[Saved data entries]
+--

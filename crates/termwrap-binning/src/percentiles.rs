use termwrap_core::models::BinSpec;

/// The distinct `start_percentile`/`stop_percentile` values of a spec's
/// first and last bins, in encounter order. Explicit bounds that shadow a
/// percentile are resolved later, in generation.
pub fn target_percentiles(spec: &BinSpec) -> Vec<f64> {
    let fb = &spec.first_bin;
    let mut candidates = vec![fb.start_percentile, fb.stop_percentile];
    if let Some(lb) = &spec.last_bin {
        candidates.push(lb.start_percentile);
        candidates.push(lb.stop_percentile);
    }

    let mut out: Vec<f64> = Vec::new();
    for p in candidates.into_iter().flatten() {
        if !out.contains(&p) {
            out.push(p);
        }
    }
    out
}

#[cfg(test)]
mod tests {
    use super::*;
    use crate::parse_spec;
    use serde_json::json;

    #[test]
    fn percentiles_are_distinct_and_ordered() {
        let spec = parse_spec(&json!({
            "bin_size": 5,
            "first_bin": {"start_percentile": 10},
            "last_bin": {"start_percentile": 90, "stop_percentile": 10}
        }))
        .unwrap();
        assert_eq!(target_percentiles(&spec), vec![10.0, 90.0]);
    }

    #[test]
    fn shadowed_percentiles_are_still_listed() {
        let spec = parse_spec(&json!({
            "bin_size": 5,
            "first_bin": {"start": 3, "start_percentile": 10},
        }))
        .unwrap();
        assert_eq!(target_percentiles(&spec), vec![10.0]);
    }
}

+--

# Exercise description
Your answer should be a single number: the count of lines in the records that contain "candidates".

# Finished task
4